BEGIN

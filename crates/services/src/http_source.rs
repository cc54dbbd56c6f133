use std::env;

use async_trait::async_trait;
use reqwest::{Client, RequestBuilder, Response, StatusCode};
use serde::de::DeserializeOwned;

use practice_core::model::{Question, TestId, TestKind, Topic};
use storage::repository::{QuestionSource, StorageError};

#[derive(Clone, Debug)]
pub struct HttpQuestionSourceConfig {
    pub base_url: String,
    pub token: Option<String>,
}

impl HttpQuestionSourceConfig {
    /// `None` unless `PRACTICE_API_BASE_URL` is set. `PRACTICE_API_TOKEN` is optional.
    #[must_use]
    pub fn from_env() -> Option<Self> {
        let base_url = env::var("PRACTICE_API_BASE_URL").ok()?;
        if base_url.trim().is_empty() {
            return None;
        }
        let token = env::var("PRACTICE_API_TOKEN")
            .ok()
            .filter(|token| !token.trim().is_empty());
        Some(Self { base_url, token })
    }

    fn topic_url(&self, test_id: TestId) -> String {
        format!("{}/tests/{test_id}", self.base_url.trim_end_matches('/'))
    }

    fn questions_url(&self, kind: TestKind, test_id: TestId) -> String {
        format!(
            "{}/tests/{test_id}/{kind}/questions",
            self.base_url.trim_end_matches('/')
        )
    }
}

/// Question source backed by the content API.
#[derive(Clone)]
pub struct HttpQuestionSource {
    client: Client,
    config: HttpQuestionSourceConfig,
}

impl HttpQuestionSource {
    #[must_use]
    pub fn new(config: HttpQuestionSourceConfig) -> Self {
        Self {
            client: Client::new(),
            config,
        }
    }

    #[must_use]
    pub fn from_env() -> Option<Self> {
        HttpQuestionSourceConfig::from_env().map(Self::new)
    }

    fn get(&self, url: &str) -> RequestBuilder {
        let request = self.client.get(url);
        match &self.config.token {
            Some(token) => request.bearer_auth(token),
            None => request,
        }
    }

    /// `Ok(None)` on 404.
    async fn fetch_json<T: DeserializeOwned>(&self, url: &str) -> Result<Option<T>, StorageError> {
        let response = self
            .get(url)
            .send()
            .await
            .map_err(|e| StorageError::Connection(e.to_string()))?;
        tracing::debug!(url, status = %response.status(), "content api response");
        decode(response).await
    }
}

async fn decode<T: DeserializeOwned>(response: Response) -> Result<Option<T>, StorageError> {
    let status = response.status();
    if status == StatusCode::NOT_FOUND {
        return Ok(None);
    }
    if !status.is_success() {
        return Err(StorageError::Connection(format!("unexpected status {status}")));
    }
    response
        .json()
        .await
        .map(Some)
        .map_err(|e| StorageError::Serialization(e.to_string()))
}

#[async_trait]
impl QuestionSource for HttpQuestionSource {
    async fn fetch_questions(
        &self,
        kind: TestKind,
        test_id: TestId,
    ) -> Result<Vec<Question>, StorageError> {
        let url = self.config.questions_url(kind, test_id);
        let questions: Vec<Question> = self
            .fetch_json(&url)
            .await?
            .ok_or(StorageError::NotFound)?;
        if questions.iter().any(|q| q.kind() != kind) {
            tracing::warn!(%test_id, %kind, "content api returned questions of another kind");
            return Err(StorageError::NotFound);
        }
        Ok(questions)
    }

    async fn fetch_topic(&self, test_id: TestId) -> Result<Option<Topic>, StorageError> {
        self.fetch_json(&self.config.topic_url(test_id)).await
    }
}

#[cfg(test)]
mod tests {
    use super::*;

    fn config(base: &str) -> HttpQuestionSourceConfig {
        HttpQuestionSourceConfig {
            base_url: base.into(),
            token: None,
        }
    }

    #[test]
    fn urls_ignore_trailing_slash() {
        let with_slash = config("https://content.example/api/");
        let without = config("https://content.example/api");

        assert_eq!(
            with_slash.topic_url(TestId::new(12)),
            "https://content.example/api/tests/12"
        );
        assert_eq!(
            with_slash.questions_url(TestKind::Listening, TestId::new(12)),
            without.questions_url(TestKind::Listening, TestId::new(12))
        );
        assert_eq!(
            without.questions_url(TestKind::Writing, TestId::new(3)),
            "https://content.example/api/tests/3/writing/questions"
        );
    }

    #[tokio::test]
    async fn not_found_decodes_to_none() {
        let response: Response = http::Response::builder()
            .status(404)
            .body("")
            .expect("response")
            .into();
        let decoded: Option<Topic> = decode(response).await.expect("decode");
        assert!(decoded.is_none());
    }

    #[tokio::test]
    async fn server_error_is_a_connection_error() {
        let response: Response = http::Response::builder()
            .status(503)
            .body("")
            .expect("response")
            .into();
        let err = decode::<Topic>(response).await.expect_err("status");
        assert!(matches!(err, StorageError::Connection(_)));
    }

    #[tokio::test]
    async fn topic_body_is_parsed() {
        let body = r#"{"test_id":4,"title":"Numbers","level":"HSK2"}"#;
        let response: Response = http::Response::builder()
            .status(200)
            .body(body)
            .expect("response")
            .into();
        let topic: Topic = decode(response).await.expect("decode").expect("topic");
        assert_eq!(topic.test_id, TestId::new(4));
        assert_eq!(topic.title, "Numbers");
    }
}
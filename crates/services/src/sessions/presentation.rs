use std::fmt;
use std::str::FromStr;

use serde::{Deserialize, Serialize};
use thiserror::Error;

#[derive(Debug, Clone, Copy, PartialEq, Eq, Default, Serialize, Deserialize)]
#[serde(rename_all = "lowercase")]
pub enum FontSize {
    Small,
    #[default]
    Medium,
    Large,
}

impl FontSize {
    #[must_use]
    pub fn as_str(self) -> &'static str {
        match self {
            FontSize::Small => "small",
            FontSize::Medium => "medium",
            FontSize::Large => "large",
        }
    }
}

impl fmt::Display for FontSize {
    fn fmt(&self, f: &mut fmt::Formatter<'_>) -> fmt::Result {
        f.write_str(self.as_str())
    }
}

#[derive(Debug, Clone, PartialEq, Eq, Error)]
#[error("unknown font size: {0}")]
pub struct UnknownFontSize(pub String);

impl FromStr for FontSize {
    type Err = UnknownFontSize;

    fn from_str(s: &str) -> Result<Self, Self::Err> {
        match s.trim().to_ascii_lowercase().as_str() {
            "small" | "s" => Ok(FontSize::Small),
            "medium" | "m" => Ok(FontSize::Medium),
            "large" | "l" => Ok(FontSize::Large),
            _ => Err(UnknownFontSize(s.to_string())),
        }
    }
}

/// Per-question display flags. Everything except `font_size` is transient.
#[derive(Debug, Clone, Copy, PartialEq, Eq, Default, Serialize)]
pub struct PresentationState {
    pub show_translation: bool,
    pub show_explanation: bool,
    pub show_transcript: bool,
    pub is_answer_selected: bool,
    pub is_answer_correct: bool,
    pub is_show_answer_feedback: bool,
    pub font_size: FontSize,
}

#[derive(Debug, Clone, Default)]
pub struct Presentation {
    state: PresentationState,
}

impl Presentation {
    #[must_use]
    pub fn new(font_size: FontSize) -> Self {
        Self {
            state: PresentationState {
                font_size,
                ..PresentationState::default()
            },
        }
    }

    pub fn toggle_translation(&mut self) {
        self.state.show_translation = !self.state.show_translation;
    }

    pub fn toggle_explanation(&mut self) {
        self.state.show_explanation = !self.state.show_explanation;
    }

    pub fn toggle_transcript(&mut self) {
        self.state.show_transcript = !self.state.show_transcript;
    }

    pub fn set_show_answer_feedback(&mut self, show: bool) {
        self.state.is_show_answer_feedback = show;
    }

    pub fn set_answer_result(&mut self, selected: bool, correct: bool) {
        self.state.is_answer_selected = selected;
        self.state.is_answer_correct = correct;
    }

    /// Clears the three answer flags together.
    pub fn reset_answer_state(&mut self) {
        self.state.is_answer_selected = false;
        self.state.is_answer_correct = false;
        self.state.is_show_answer_feedback = false;
    }

    pub fn collapse_panels(&mut self) {
        self.state.show_translation = false;
        self.state.show_explanation = false;
        self.state.show_transcript = false;
    }

    pub fn set_font_size(&mut self, font_size: FontSize) {
        self.state.font_size = font_size;
    }

    #[must_use]
    pub fn state(&self) -> PresentationState {
        self.state
    }

    #[must_use]
    pub fn is_answer_selected(&self) -> bool {
        self.state.is_answer_selected
    }

    #[must_use]
    pub fn is_answer_correct(&self) -> bool {
        self.state.is_answer_correct
    }
}

#[cfg(test)]
mod tests {
    use super::*;

    #[test]
    fn toggles_flip_only_their_own_flag() {
        let mut p = Presentation::default();
        p.toggle_translation();
        assert!(p.state().show_translation);
        assert!(!p.state().show_explanation);
        assert!(!p.state().show_transcript);

        p.toggle_transcript();
        p.toggle_translation();
        assert!(!p.state().show_translation);
        assert!(p.state().show_transcript);
    }

    #[test]
    fn reset_clears_answer_flags_but_keeps_panels_and_font() {
        let mut p = Presentation::new(FontSize::Large);
        p.toggle_explanation();
        p.set_answer_result(true, true);
        p.set_show_answer_feedback(true);

        p.reset_answer_state();
        let state = p.state();
        assert!(!state.is_answer_selected);
        assert!(!state.is_answer_correct);
        assert!(!state.is_show_answer_feedback);
        assert!(state.show_explanation);
        assert_eq!(state.font_size, FontSize::Large);

        p.collapse_panels();
        assert!(!p.state().show_explanation);
        assert_eq!(p.state().font_size, FontSize::Large);
    }

    #[test]
    fn font_size_parses_loosely() {
        assert_eq!("Small".parse::<FontSize>(), Ok(FontSize::Small));
        assert_eq!(" l ".parse::<FontSize>(), Ok(FontSize::Large));
        let err = "huge".parse::<FontSize>().expect_err("unknown size");
        assert_eq!(err.to_string(), "unknown font size: huge");
        assert_eq!(FontSize::default().to_string(), "medium");
    }
}
use serde::{Deserialize, Serialize};

/// Rounded percentage of `part` over `whole`, half rounding up. Zero when `whole` is zero.
#[must_use]
pub fn rounded_percentage(part: u32, whole: u32) -> u32 {
    if whole == 0 {
        return 0;
    }
    let part = u64::from(part);
    let whole = u64::from(whole);
    let rounded = (part * 200 + whole) / (whole * 2);
    u32::try_from(rounded).unwrap_or(u32::MAX)
}

/// Derived score view; never stored on its own.
///
/// `correct + wrong + skipped` counts what has been graded so far, which can be
/// less than `total` when a session ends before every question was visited.
#[derive(Debug, Clone, Copy, PartialEq, Eq, Default, Serialize, Deserialize)]
pub struct ScoreSummary {
    pub correct: u32,
    pub wrong: u32,
    pub skipped: u32,
    pub total: u32,
    pub percentage: u32,
}

impl ScoreSummary {
    #[must_use]
    pub fn from_counts(correct: u32, wrong: u32, skipped: u32, total: u32) -> Self {
        Self {
            correct,
            wrong,
            skipped,
            total,
            percentage: rounded_percentage(correct, total),
        }
    }

    #[must_use]
    pub fn graded(&self) -> u32 {
        self.correct
            .saturating_add(self.wrong)
            .saturating_add(self.skipped)
    }
}
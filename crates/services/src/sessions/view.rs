use chrono::{DateTime, Utc};
use std::sync::Arc;

use practice_core::model::{CompletedSession, HistoryId, Level, TestId, TestKind};
use storage::repository::HistoryRepository;

use crate::Clock;
use crate::error::SessionError;

/// Presentation-agnostic list item for a completed session.
///
/// No pre-formatted strings; the UI formats timestamps and percentages itself.
#[derive(Debug, Clone, PartialEq, Eq)]
pub struct HistoryListItem {
    pub history_id: HistoryId,
    pub test_id: TestId,
    pub test_kind: TestKind,
    pub level: Level,
    pub title: String,
    pub completed_at: DateTime<Utc>,

    pub correct: u32,
    pub wrong: u32,
    pub skipped: u32,
    pub total: u32,
    pub percentage: u32,
}

impl HistoryListItem {
    #[must_use]
    pub fn from_record(record: &CompletedSession) -> Self {
        let score = record.score();
        Self {
            history_id: record.history_id(),
            test_id: record.test_id(),
            test_kind: record.test_kind(),
            level: record.level(),
            title: record.topic().title.clone(),
            completed_at: record.completed_at(),
            correct: score.correct,
            wrong: score.wrong,
            skipped: score.skipped,
            total: score.total,
            percentage: score.percentage,
        }
    }
}

/// Read side of the history store for list and detail screens.
#[derive(Clone)]
pub struct HistoryService {
    clock: Clock,
    history: Arc<dyn HistoryRepository>,
}

impl HistoryService {
    #[must_use]
    pub fn new(clock: Clock, history: Arc<dyn HistoryRepository>) -> Self {
        Self { clock, history }
    }

    #[must_use]
    pub fn in_memory(clock: Clock) -> Self {
        Self::new(
            clock,
            Arc::new(storage::repository::InMemoryRepository::new()),
        )
    }

    #[must_use]
    pub fn now(&self) -> DateTime<Utc> {
        self.clock.now()
    }

    /// Most recent completed sessions, newest first.
    ///
    /// # Errors
    ///
    /// Returns `SessionError::Storage` on repository failures.
    pub async fn list_recent(&self, limit: u32) -> Result<Vec<HistoryListItem>, SessionError> {
        let records = self.history.list_completed_sessions(limit).await?;
        Ok(records.iter().map(HistoryListItem::from_record).collect())
    }

    /// Recent attempts at one test, newest first, scanning at most `limit` records.
    ///
    /// # Errors
    ///
    /// Returns `SessionError::Storage` on repository failures.
    pub async fn attempts_for_test(
        &self,
        test_id: TestId,
        limit: u32,
    ) -> Result<Vec<HistoryListItem>, SessionError> {
        let records = self.history.list_completed_sessions(limit).await?;
        Ok(records
            .iter()
            .filter(|record| record.test_id() == test_id)
            .map(HistoryListItem::from_record)
            .collect())
    }

    /// Full record, including questions and answers, for review.
    ///
    /// # Errors
    ///
    /// Returns `SessionError::Storage` when the record is missing or access fails.
    pub async fn get(&self, id: HistoryId) -> Result<CompletedSession, SessionError> {
        Ok(self.history.get_completed_session(id).await?)
    }

    /// # Errors
    ///
    /// Returns `SessionError::Storage` on repository failures.
    pub async fn delete(&self, id: HistoryId) -> Result<bool, SessionError> {
        let removed = self.history.delete_completed_session(id).await?;
        if removed {
            tracing::info!(history_id = %id, "history record deleted");
        }
        Ok(removed)
    }
}

#[cfg(test)]
mod tests {
    use super::*;

    use chrono::Duration;
    use practice_core::model::{Answer, Question, QuestionId, Topic};
    use practice_core::time::fixed_now;
    use std::collections::BTreeMap;
    use storage::StorageError;
    use storage::repository::InMemoryRepository;

    fn record(test_id: u64, minutes_ago: i64, answer: usize) -> CompletedSession {
        CompletedSession::finalize(
            TestId::new(test_id),
            TestKind::Reading,
            fixed_now() - Duration::minutes(minutes_ago),
            Topic::new(TestId::new(test_id), "Food", Level::Hsk4),
            vec![Question::reading(
                QuestionId::new(1),
                "Q",
                vec!["a".into(), "b".into()],
                "1",
            )],
            BTreeMap::from([(0, Answer::Option(answer))]),
        )
        .expect("record")
    }

    #[test]
    fn list_item_copies_score_fields() {
        let rec = record(5, 0, 0);
        let item = HistoryListItem::from_record(&rec);

        assert_eq!(item.history_id, rec.history_id());
        assert_eq!(item.title, "Food");
        assert_eq!(item.level, Level::Hsk4);
        assert_eq!((item.correct, item.wrong, item.total), (1, 0, 1));
        assert_eq!(item.percentage, 100);
    }

    #[tokio::test]
    async fn list_recent_and_attempts_for_test() {
        let repo = InMemoryRepository::new();
        repo.save_completed_session(&record(1, 30, 0)).await.expect("save");
        repo.save_completed_session(&record(2, 20, 1)).await.expect("save");
        repo.save_completed_session(&record(1, 10, 1)).await.expect("save");

        let svc = HistoryService::new(Clock::Fixed(fixed_now()), Arc::new(repo));

        let items = svc.list_recent(2).await.expect("list");
        assert_eq!(items.len(), 2);
        assert_eq!(items[0].completed_at, fixed_now() - Duration::minutes(10));
        assert_eq!(items[1].test_id, TestId::new(2));

        let attempts = svc.attempts_for_test(TestId::new(1), 10).await.expect("attempts");
        assert_eq!(attempts.len(), 2);
        assert_eq!(attempts[0].percentage, 0);
        assert_eq!(attempts[1].percentage, 100);
    }

    #[tokio::test]
    async fn get_and_delete_round_trip() {
        let svc = HistoryService::in_memory(Clock::Fixed(fixed_now()));
        let missing = record(1, 0, 0).history_id();

        assert!(matches!(
            svc.get(missing).await,
            Err(SessionError::Storage(StorageError::NotFound))
        ));
        assert!(!svc.delete(missing).await.expect("delete"));
        assert_eq!(svc.now(), fixed_now());
    }
}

END

TASK DIRECTIONS →
Read through the entries, then copy every line where the string "limit" is found.

EXERCISE RESPONSE →
    pub async fn list_recent(&self, limit: u32) -> Result<Vec<HistoryListItem>, SessionError> {
        let records = self.history.list_completed_sessions(limit).await?;
    /// Recent attempts at one test, newest first, scanning at most `limit` records.
        limit: u32,
        let records = self.history.list_completed_sessions(limit).await?;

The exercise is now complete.